▶ _Provided data_
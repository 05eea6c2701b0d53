//! Upstream catalog ingestion: rate-limited fetching, paced batch fan-out,
//! response normalization and per-owner dedup against the store.

pub mod batch;
pub mod error;
pub mod http;
pub mod normalize;
pub mod pipeline;
pub mod reconcile;
pub mod sources;

pub use batch::BatchScheduler;
pub use error::{IngestError, Result, TransientFailure};
pub use http::{
    CatalogTransport, Deadline, FetchRequest, Fetcher, ReqwestTransport, RetryPolicy, Sleeper,
    TokioSleeper,
};
pub use normalize::{ItemLayout, normalize, normalize_items, normalize_submission};
pub use pipeline::{CatalogPipeline, QueryResult, RecommendationReport, SaveReport};
pub use reconcile::{ExistingIndex, ReconcileOutcome, Reconciler, RejectReason, Rejection};
pub use sources::{ListenNotesSource, PodcastCatalog, SaavnSource, TrackCatalog};
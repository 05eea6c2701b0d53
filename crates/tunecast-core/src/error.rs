use thiserror::Error;

/// All errors that can occur in tunecast-core.
#[derive(Debug, Error)]
pub enum CoreError {
    #[error("Validation error: {0}")]
    Validation(String),

    #[error("Not found: {0}")]
    NotFound(String),

    #[error("Config error: {0}")]
    Config(String),

    #[error("I/O error: {0}")]
    Io(#[from] std::io::Error),

    #[error("JSON error: {0}")]
    Json(#[from] serde_json::Error),

    #[error("Database error: {0}")]
    Database(#[from] rusqlite::Error),

    #[error("Migration error at version {version}: {message}")]
    Migration { version: u32, message: String },

    #[error("TOML parse error: {0}")]
    TomlParse(#[from] toml::de::Error),

    #[error("TOML serialize error: {0}")]
    TomlSerialize(#[from] toml::ser::Error),
}

pub type Result<T> = std::result::Result<T, CoreError>;
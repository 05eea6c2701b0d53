use std::sync::Arc;

use async_trait::async_trait;
use tunecast_core::CanonicalRecord;
use tunecast_core::config::UpstreamConfig;

use crate::error::Result;
use crate::http::{Deadline, FetchRequest, Fetcher, RetryPolicy};
use crate::normalize::{ItemLayout, normalize_items};
use crate::sources::{TrackCatalog, validate_base_url};

/// Keyless track search, `GET {base}?query=<q>`.
pub struct SaavnSource {
    fetcher: Arc<Fetcher>,
    policy: RetryPolicy,
    base_url: String,
}

impl SaavnSource {
    pub fn from_config(
        config: &UpstreamConfig,
        fetcher: Arc<Fetcher>,
        policy: RetryPolicy,
    ) -> Result<Self> {
        Self::with_params(&config.track_base_url, fetcher, policy)
    }

    pub fn with_params(base_url: &str, fetcher: Arc<Fetcher>, policy: RetryPolicy) -> Result<Self> {
        validate_base_url(base_url)?;
        Ok(Self {
            fetcher,
            policy,
            base_url: base_url.to_string(),
        })
    }
}

#[async_trait]
impl TrackCatalog for SaavnSource {
    fn name(&self) -> &str {
        "Saavn"
    }

    async fn search(&self, query: &str, deadline: Deadline) -> Result<Vec<CanonicalRecord>> {
        let url = format!("{}?query={}", self.base_url, urlencoding::encode(query));
        let payload = self
            .fetcher
            .fetch_json(&FetchRequest::get(url), &self.policy, deadline)
            .await?;
        Ok(normalize_items(&payload, ItemLayout::TRACKS))
    }
}
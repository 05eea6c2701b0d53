use chrono::{DateTime, Utc};
use serde::{Deserialize, Serialize};

use super::owner::OwnerScope;
use super::record::CanonicalRecord;
use crate::error::{CoreError, Result};

/// A podcast as shown in search/browse results: base metadata plus episodes.
/// An empty episode list is also the degraded form used when the episode fetch failed.
#[derive(Debug, Clone, PartialEq, Eq, Serialize, Deserialize)]
pub struct PodcastSummary {
    pub podcast: CanonicalRecord,
    pub episodes: Vec<CanonicalRecord>,
}

impl PodcastSummary {
    pub fn without_episodes(podcast: CanonicalRecord) -> Self {
        Self {
            podcast,
            episodes: Vec::new(),
        }
    }
}

/// Container row for a podcast a user saved, keyed by the podcast's natural id.
#[derive(Debug, Clone, PartialEq, Eq, Serialize, Deserialize)]
pub struct SavedPodcast {
    pub id: String,
    pub owner: OwnerScope,
    pub title: String,
    pub publisher: Option<String>,
    pub image_url: Option<String>,
    /// Newest first.
    pub episode_ids: Vec<String>,
    pub updated_at: DateTime<Utc>,
}

impl SavedPodcast {
    /// Record a newly discovered episode at the head of the list.
    /// Returns false when the id was already known.
    pub fn prepend_episode(&mut self, episode_id: &str) -> bool {
        if self.episode_ids.iter().any(|id| id == episode_id) {
            return false;
        }
        self.episode_ids.insert(0, episode_id.to_string());
        true
    }

    pub fn to_record(&self) -> CanonicalRecord {
        CanonicalRecord {
            id: Some(self.id.clone()),
            title: Some(self.title.clone()),
            secondary_title: self.publisher.clone(),
            image_url: self.image_url.clone(),
            ..Default::default()
        }
    }
}

/// What a caller submits when saving a podcast.
#[derive(Debug, Clone, Default, Serialize, Deserialize)]
pub struct PodcastSubmission {
    pub id: Option<String>,
    pub title: Option<String>,
    pub publisher: Option<String>,
    pub image_url: Option<String>,
    #[serde(default)]
    pub episodes: Vec<CanonicalRecord>,
}

impl PodcastSubmission {
    /// Validate and turn into the container row that will be upserted.
    pub fn into_saved(self, owner: &OwnerScope) -> Result<(SavedPodcast, Vec<CanonicalRecord>)> {
        let id = self.id.filter(|v| !v.trim().is_empty());
        let title = self.title.filter(|v| !v.trim().is_empty());
        let (Some(id), Some(title)) = (id, title) else {
            return Err(CoreError::Validation(
                "podcast id and title are required".to_string(),
            ));
        };

        let episode_ids = self
            .episodes
            .iter()
            .filter_map(|e| e.id.clone())
            .collect::<Vec<_>>();

        let saved = SavedPodcast {
            id,
            owner: owner.clone(),
            title,
            publisher: self.publisher,
            image_url: self.image_url,
            episode_ids,
            updated_at: Utc::now(),
        };
        Ok((saved, self.episodes))
    }
}

/// A saved podcast with its episode rows populated, oldest first.
#[derive(Debug, Clone, Serialize, Deserialize)]
pub struct PodcastWithEpisodes {
    pub podcast: SavedPodcast,
    pub episodes: Vec<CanonicalRecord>,
}
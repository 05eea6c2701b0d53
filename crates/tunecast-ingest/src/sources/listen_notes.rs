use std::sync::Arc;

use async_trait::async_trait;
use serde_json::Value;
use tunecast_core::config::UpstreamConfig;
use tunecast_core::{CanonicalRecord, PodcastSummary};

use crate::error::Result;
use crate::http::{Deadline, FetchRequest, Fetcher, RetryPolicy};
use crate::normalize::{ItemLayout, normalize, normalize_items};
use crate::sources::{PodcastCatalog, validate_base_url};

pub const API_KEY_HEADER: &str = "X-ListenAPI-Key";

pub struct ListenNotesSource {
    fetcher: Arc<Fetcher>,
    policy: RetryPolicy,
    base_url: String,
    api_key: Option<String>,
    genre_id: String,
    region: String,
}

impl ListenNotesSource {
    pub fn from_config(
        config: &UpstreamConfig,
        fetcher: Arc<Fetcher>,
        policy: RetryPolicy,
    ) -> Result<Self> {
        let mut source = Self::with_params(
            &config.podcast_base_url,
            fetcher,
            policy,
            config.resolve_api_key(),
        )?;
        source.genre_id = config.best_podcasts_genre.clone();
        source.region = config.best_podcasts_region.clone();
        Ok(source)
    }

    pub fn with_params(
        base_url: &str,
        fetcher: Arc<Fetcher>,
        policy: RetryPolicy,
        api_key: Option<String>,
    ) -> Result<Self> {
        validate_base_url(base_url)?;
        let defaults = UpstreamConfig::default();
        Ok(Self {
            fetcher,
            policy,
            base_url: base_url.trim_end_matches('/').to_string(),
            api_key,
            genre_id: defaults.best_podcasts_genre,
            region: defaults.best_podcasts_region,
        })
    }

    fn request(&self, url: String) -> FetchRequest {
        let request = FetchRequest::get(url);
        match &self.api_key {
            Some(key) => request.header(API_KEY_HEADER, key.clone()),
            None => request,
        }
    }

    async fn get(&self, url: String, deadline: Deadline) -> Result<Value> {
        let request = self.request(url);
        self.fetcher.fetch_json(&request, &self.policy, deadline).await
    }
}

#[async_trait]
impl PodcastCatalog for ListenNotesSource {
    fn name(&self) -> &str {
        "Listen Notes"
    }

    async fn search(
        &self,
        query: &str,
        page: u32,
        deadline: Deadline,
    ) -> Result<Vec<CanonicalRecord>> {
        let url = format!(
            "{}/search?q={}&type=podcast&sort_by_date=0&page={page}",
            self.base_url,
            urlencoding::encode(query)
        );
        let payload = self.get(url, deadline).await?;
        Ok(normalize_items(&payload, ItemLayout::PODCAST_SEARCH))
    }

    async fn best(&self, page: u32, deadline: Deadline) -> Result<Vec<CanonicalRecord>> {
        let url = format!(
            "{}/best_podcasts?genre_id={}&page={page}&region={}&sort=listen_score&safe_mode=0",
            self.base_url,
            urlencoding::encode(&self.genre_id),
            urlencoding::encode(&self.region)
        );
        let payload = self.get(url, deadline).await?;
        Ok(normalize_items(&payload, ItemLayout::BEST_PODCASTS))
    }

    async fn podcast(&self, id: &str, deadline: Deadline) -> Result<PodcastSummary> {
        let url = format!(
            "{}/podcasts/{}?sort=recent_first",
            self.base_url,
            urlencoding::encode(id)
        );
        let payload = self.get(url, deadline).await?;
        Ok(PodcastSummary {
            podcast: normalize(&payload),
            episodes: normalize_items(&payload, ItemLayout::EPISODES),
        })
    }
}
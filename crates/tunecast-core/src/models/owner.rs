use std::fmt;

use serde::{Deserialize, Serialize};

use crate::error::{CoreError, Result};

pub const DEFAULT_PAGE_LIMIT: u32 = 20;
pub const MAX_PAGE_LIMIT: u32 = 100;

/// Persistence partition key. Every membership check and insert is scoped to one owner.
#[derive(Debug, Clone, PartialEq, Eq, Hash, Serialize, Deserialize)]
#[serde(transparent)]
pub struct OwnerScope(String);

impl OwnerScope {
    pub fn new(id: impl Into<String>) -> Result<Self> {
        let id = id.into();
        let trimmed = id.trim();
        if trimmed.is_empty() {
            return Err(CoreError::Validation(
                "authenticated owner id is required".to_string(),
            ));
        }
        Ok(Self(trimmed.to_string()))
    }

    pub fn as_str(&self) -> &str {
        &self.0
    }
}

impl fmt::Display for OwnerScope {
    fn fmt(&self, f: &mut fmt::Formatter<'_>) -> fmt::Result {
        f.write_str(&self.0)
    }
}

/// Pagination hint from the caller, bounded to a maximum page size.
#[derive(Debug, Clone, Copy, PartialEq, Eq, Serialize, Deserialize)]
pub struct PageRequest {
    pub page: u32,
    pub limit: u32,
}

impl Default for PageRequest {
    fn default() -> Self {
        Self {
            page: 1,
            limit: DEFAULT_PAGE_LIMIT,
        }
    }
}

impl PageRequest {
    pub fn new(page: Option<u32>, limit: Option<u32>) -> Result<Self> {
        Self::bounded(page, limit, MAX_PAGE_LIMIT)
    }

    pub fn bounded(page: Option<u32>, limit: Option<u32>, max_limit: u32) -> Result<Self> {
        let page = page.unwrap_or(1);
        let limit = limit.unwrap_or(DEFAULT_PAGE_LIMIT.min(max_limit));
        if page == 0 {
            return Err(CoreError::Validation("page must be a positive integer".to_string()));
        }
        if limit == 0 || limit > max_limit {
            return Err(CoreError::Validation(format!(
                "limit must be between 1 and {max_limit}"
            )));
        }
        Ok(Self { page, limit })
    }

    pub fn offset(&self) -> u64 {
        u64::from(self.page - 1) * u64::from(self.limit)
    }
}
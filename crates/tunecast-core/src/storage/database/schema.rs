use rusqlite::Connection;

use crate::error::Result;

pub const SCHEMA_VERSION: u32 = 2;

pub fn apply_pragmas(conn: &Connection) -> Result<()> {
    conn.execute_batch(
        "
        PRAGMA journal_mode = WAL;
        PRAGMA synchronous = NORMAL;
        PRAGMA foreign_keys = ON;
        ",
    )?;
    Ok(())
}

pub fn create_tables(conn: &Connection) -> Result<()> {
    conn.execute_batch(
        "
        CREATE TABLE IF NOT EXISTS recommendations (
            id               INTEGER PRIMARY KEY AUTOINCREMENT,
            owner            TEXT NOT NULL,
            upstream_id      TEXT,
            title            TEXT,
            title_key        TEXT,
            secondary_title  TEXT,
            media_url        TEXT,
            image_url        TEXT,
            duration_seconds INTEGER,
            published_at     TEXT,
            label            TEXT,
            copyright_text   TEXT,
            year             INTEGER,
            created_at       TEXT NOT NULL
        );

        CREATE TABLE IF NOT EXISTS episodes (
            id               TEXT PRIMARY KEY,
            title            TEXT,
            secondary_title  TEXT,
            media_url        TEXT,
            image_url        TEXT,
            duration_seconds INTEGER,
            published_at     TEXT,
            label            TEXT,
            copyright_text   TEXT,
            year             INTEGER,
            created_at       TEXT NOT NULL
        );

        CREATE TABLE IF NOT EXISTS podcasts (
            owner       TEXT NOT NULL,
            id          TEXT NOT NULL,
            title       TEXT NOT NULL,
            publisher   TEXT,
            image_url   TEXT,
            episode_ids TEXT NOT NULL DEFAULT '[]',
            updated_at  TEXT NOT NULL,
            PRIMARY KEY (owner, id)
        );

        CREATE TABLE IF NOT EXISTS activity (
            id           INTEGER PRIMARY KEY AUTOINCREMENT,
            owner        TEXT NOT NULL,
            kind         TEXT NOT NULL CHECK(kind IN ('episode', 'track')),
            container_id TEXT NOT NULL DEFAULT '',
            item_id      TEXT NOT NULL,
            progress     INTEGER,
            recorded_at  TEXT NOT NULL
        );
        ",
    )?;
    Ok(())
}

pub fn create_indexes(conn: &Connection) -> Result<()> {
    conn.execute_batch(
        "
        CREATE INDEX IF NOT EXISTS idx_recommendations_owner ON recommendations(owner);
        CREATE INDEX IF NOT EXISTS idx_activity_owner_time   ON activity(owner, recorded_at);
        ",
    )?;
    Ok(())
}

/// Unique keys backing insert-or-ignore against concurrent writers.
pub fn create_dedup_indexes(conn: &Connection) -> Result<()> {
    conn.execute_batch(
        "
        CREATE UNIQUE INDEX IF NOT EXISTS uq_recommendations_media
            ON recommendations(owner, media_url) WHERE media_url IS NOT NULL;
        CREATE UNIQUE INDEX IF NOT EXISTS uq_recommendations_title
            ON recommendations(owner, title_key) WHERE media_url IS NULL;
        CREATE UNIQUE INDEX IF NOT EXISTS uq_activity_subject
            ON activity(owner, kind, container_id, item_id);
        ",
    )?;
    Ok(())
}
impl CatalogPipeline {
    pub fn new(
        podcasts: Arc<dyn PodcastCatalog>,
        tracks: Arc<dyn TrackCatalog>,
        store: Arc<dyn CatalogStore>,
        scheduler: BatchScheduler,
    ) -> Self {
        Self {
            podcasts,
            tracks,
            reconciler: Reconciler::new(Arc::clone(&store)),
            store,
            scheduler,
            pagination: PaginationConfig::default(),
            run_budget: None,
        }
    }

    pub fn with_pagination(mut self, pagination: PaginationConfig) -> Self {
        self.pagination = pagination;
        self
    }

    /// Time budget applied to each call that fans out to upstream catalogs.
    pub fn with_run_budget(mut self, budget: Option<Duration>) -> Self {
        self.run_budget = budget;
        self
    }

    /// Production wiring: one shared reqwest client, tokio sleeps, both sources.
    pub fn from_config(config: &AppConfig, store: Arc<dyn CatalogStore>) -> Result<Self> {
        config.validate()?;
        let sleeper = Arc::new(TokioSleeper);
        let transport = Arc::new(ReqwestTransport::from_config(&config.upstream)?);
        let fetcher = Arc::new(Fetcher::new(
            transport,
            sleeper.clone(),
            config.upstream.timeout(),
        ));
        let policy = RetryPolicy::from_config(&config.retry);

        let podcasts =
            ListenNotesSource::from_config(&config.upstream, Arc::clone(&fetcher), policy)?;
        if config.upstream.resolve_api_key().is_none() {
            warn!(
                "no podcast API key configured (set upstream.api_key or ${}), \
                 podcast requests may be rejected",
                config.upstream.api_key_env
            );
        }
        let tracks = SaavnSource::from_config(&config.upstream, fetcher, policy)?;
        let scheduler = BatchScheduler::from_config(&config.batch, sleeper)?;

        Ok(Self::new(Arc::new(podcasts), Arc::new(tracks), store, scheduler)
            .with_pagination(config.pagination.clone())
            .with_run_budget(config.batch.deadline()))
    }

    fn deadline(&self) -> Deadline {
        Deadline::from_budget(self.run_budget)
    }

    fn page(&self, page: Option<u32>, limit: Option<u32>) -> Result<PageRequest> {
        let limit = limit.or(Some(self.pagination.default_limit));
        Ok(PageRequest::bounded(page, limit, self.pagination.max_limit)?)
    }

    // ─── Podcast browsing ────────────────────────────────────────────────

    pub async fn search_podcasts(
        &self,
        query: &str,
        page: Option<u32>,
    ) -> Result<Vec<PodcastSummary>> {
        let query = query.trim();
        if query.is_empty() {
            return Err(IngestError::Validation("search query is required".to_string()));
        }
        let page = self.page(page, None)?;
        let deadline = self.deadline();

        let podcasts = self.podcasts.search(query, page.page, deadline).await?;
        info!("podcast search {query:?}: {} podcasts", podcasts.len());
        self.with_episodes(&podcasts, deadline).await
    }

    pub async fn best_podcasts(&self, page: Option<u32>) -> Result<Vec<PodcastSummary>> {
        let page = self.page(page, None)?;
        let deadline = self.deadline();

        let podcasts = self.podcasts.best(page.page, deadline).await?;
        info!("best podcasts page {}: {} podcasts", page.page, podcasts.len());
        self.with_episodes(&podcasts, deadline).await
    }

    /// Fetch each podcast's episodes in paced batches. A podcast without an id,
    /// or whose lookup fails, keeps its slot with no episodes.
    async fn with_episodes(
        &self,
        podcasts: &[CanonicalRecord],
        deadline: Deadline,
    ) -> Result<Vec<PodcastSummary>> {
        self.scheduler
            .run(
                podcasts,
                deadline,
                |podcast| async move {
                    let Some(id) = podcast.id.as_deref() else {
                        return Ok::<_, IngestError>(PodcastSummary::without_episodes(
                            podcast.clone(),
                        ));
                    };
                    let mut episodes = self.podcasts.podcast(id, deadline).await?.episodes;
                    sort_oldest_first(&mut episodes);
                    Ok(PodcastSummary {
                        podcast: podcast.clone(),
                        episodes,
                    })
                },
                |podcast, err| {
                    warn!(
                        "{}: episodes for {:?} unavailable: {err}",
                        self.podcasts.name(),
                        podcast.id
                    );
                    PodcastSummary::without_episodes(podcast.clone())
                },
            )
            .await
    }

    // ─── Recommendations ─────────────────────────────────────────────────

    /// Search the track catalog for every query, then keep only the tracks
    /// `owner` has not been recommended before.
    pub async fn recommend_tracks(
        &self,
        owner: &OwnerScope,
        queries: &[String],
    ) -> Result<RecommendationReport> {
        if queries.is_empty() {
            return Err(IngestError::Validation(
                "at least one query is required".to_string(),
            ));
        }
        let run_id = Uuid::now_v7();
        let deadline = self.deadline();
        info!(
            "recommendation run {run_id} for {owner}: {} queries in batches of {} via {}",
            queries.len(),
            self.scheduler.batch_size(),
            self.tracks.name()
        );

        let results = self
            .scheduler
            .run(
                queries,
                deadline,
                |query| async move {
                    let trimmed = query.trim();
                    if trimmed.is_empty() {
                        return Err(IngestError::Validation("empty query".to_string()));
                    }
                    let records = self.tracks.search(trimmed, deadline).await?;
                    Ok(QueryResult {
                        query: trimmed.to_string(),
                        ok: true,
                        records,
                        error: None,
                    })
                },
                |query, err| QueryResult {
                    query: query.trim().to_string(),
                    ok: false,
                    records: Vec::new(),
                    error: Some(err.to_string()),
                },
            )
            .await?;

        let candidates: Vec<CanonicalRecord> = results
            .iter()
            .flat_map(|r| r.records.iter().cloned())
            .collect();
        let total = candidates.len();
        let outcome = self.reconciler.reconcile(owner, candidates)?;

        info!(
            "recommendation run {run_id}: {total} fetched, {} new",
            outcome.accepted.len()
        );
        Ok(RecommendationReport {
            run_id,
            results,
            total,
            outcome,
        })
    }

    pub fn previously_recommended(
        &self,
        owner: &OwnerScope,
        page: Option<u32>,
        limit: Option<u32>,
    ) -> Result<Vec<CanonicalRecord>> {
        let page = self.page(page, limit)?;
        Ok(self.store.list_recommendations(owner, page)?)
    }

    // ─── Saved podcasts ──────────────────────────────────────────────────

    /// Upsert the podcast row, then store only the episodes not seen before.
    pub fn save_podcast(
        &self,
        owner: &OwnerScope,
        submission: PodcastSubmission,
    ) -> Result<SaveReport> {
        let (saved, episodes) = submission.into_saved(owner)?;
        let podcast = self.store.upsert_podcast(&saved)?;

        let existing = self.store.existing_episode_ids(&saved.episode_ids)?;
        let novel: Vec<CanonicalRecord> = episodes
            .into_iter()
            .filter(|e| e.id.as_ref().is_some_and(|id| !existing.contains(id)))
            .collect();
        let episodes_inserted = self.store.insert_episodes_if_absent(&novel)?;

        info!(
            "saved podcast {} for {owner}: {} new episodes",
            podcast.id,
            episodes_inserted.len()
        );
        Ok(SaveReport {
            podcast,
            episodes_inserted,
        })
    }

    /// Pick up the newest upstream episode of a saved podcast, then return the
    /// stored episodes oldest first. An upstream failure only skips the refresh.
    pub async fn refresh_saved_podcast(
        &self,
        owner: &OwnerScope,
        podcast_id: &str,
    ) -> Result<PodcastWithEpisodes> {
        let podcast_id = podcast_id.trim();
        if podcast_id.is_empty() {
            return Err(IngestError::Validation("podcast id is required".to_string()));
        }
        let mut saved = self
            .store
            .saved_podcast(owner, podcast_id)?
            .ok_or_else(|| IngestError::NotFound(format!("saved podcast {podcast_id}")))?;

        match self.podcasts.podcast(podcast_id, self.deadline()).await {
            Ok(remote) => {
                let newest = newest_episode(&remote.episodes)
                    .filter(|e| e.id.as_ref().is_some_and(|id| !saved.episode_ids.contains(id)));
                if let Some(newest) = newest {
                    self.store
                        .insert_episodes_if_absent(std::slice::from_ref(newest))?;
                    let id = newest.id.clone().unwrap_or_default();
                    saved.prepend_episode(&id);
                    saved.updated_at = Utc::now();
                    saved = self.store.upsert_podcast(&saved)?;
                    info!("podcast {podcast_id}: new episode {id}");
                }
            }
            Err(err) if err.is_fatal_upstream() => warn!(
                "{}: podcast {podcast_id} refresh skipped: {err}",
                self.podcasts.name()
            ),
            Err(err) => return Err(err),
        }

        let mut episodes = self.store.episodes_by_ids(&saved.episode_ids)?;
        sort_oldest_first(&mut episodes);
        Ok(PodcastWithEpisodes {
            podcast: saved,
            episodes,
        })
    }

    pub fn saved_podcasts(&self, owner: &OwnerScope) -> Result<Vec<SavedPodcast>> {
        Ok(self.store.saved_podcasts(owner)?)
    }

    // ─── Activity ────────────────────────────────────────────────────────

    pub fn record_activity(
        &self,
        owner: &OwnerScope,
        kind: ActivityKind,
        container_id: Option<String>,
        item_id: &str,
        progress: Option<i64>,
    ) -> Result<ActivityEntry> {
        let activity = NewActivity::new(owner.clone(), kind, container_id, item_id, progress)?;
        Ok(self.store.touch_activity(&activity)?)
    }

    /// Newest first, each entry joined with the podcast and episode (or track)
    /// it refers to. Referenced rows are loaded in bulk, not per entry.
    pub fn activity_history(
        &self,
        owner: &OwnerScope,
        kind: ActivityKind,
    ) -> Result<Vec<HistoryView>> {
        let entries = self.store.activity_for_owner(owner, kind)?;
        if entries.is_empty() {
            return Ok(Vec::new());
        }

        let (containers, items) = match kind {
            ActivityKind::Episode => {
                let podcast_ids = unique(entries.iter().filter_map(|e| e.container_id.clone()));
                let episode_ids = unique(entries.iter().map(|e| e.item_id.clone()));
                let containers = self
                    .store
                    .podcasts_by_ids(owner, &podcast_ids)?
                    .iter()
                    .map(|p| (p.id.clone(), p.to_record()))
                    .collect();
                let items = by_id(self.store.episodes_by_ids(&episode_ids)?);
                (containers, items)
            }
            ActivityKind::Track => {
                let mut items = HashMap::new();
                for record in self.store.recommendations_for_owner(owner)? {
                    for key in [record.id.clone(), record.media_url.clone()]
                        .into_iter()
                        .flatten()
                    {
                        items.entry(key).or_insert_with(|| record.clone());
                    }
                }
                (HashMap::new(), items)
            }
        };

        Ok(entries
            .into_iter()
            .map(|entry| HistoryView {
                container: entry
                    .container_id
                    .as_ref()
                    .and_then(|id| containers.get(id))
                    .cloned(),
                item: items.get(&entry.item_id).cloned(),
                entry,
            })
            .collect())
    }
}
pub mod catalog_store;
pub mod database;

pub use catalog_store::{CatalogStore, SqliteCatalogStore};
pub use database::{ConnectionPool, open_database, open_in_memory};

▶ _Activity_
Where a line of the records contains the word "NotFound", copy that line.

▶ _Result_
    NotFound(String),
            .ok_or_else(|| IngestError::NotFound(format!("saved podcast {podcast_id}")))?;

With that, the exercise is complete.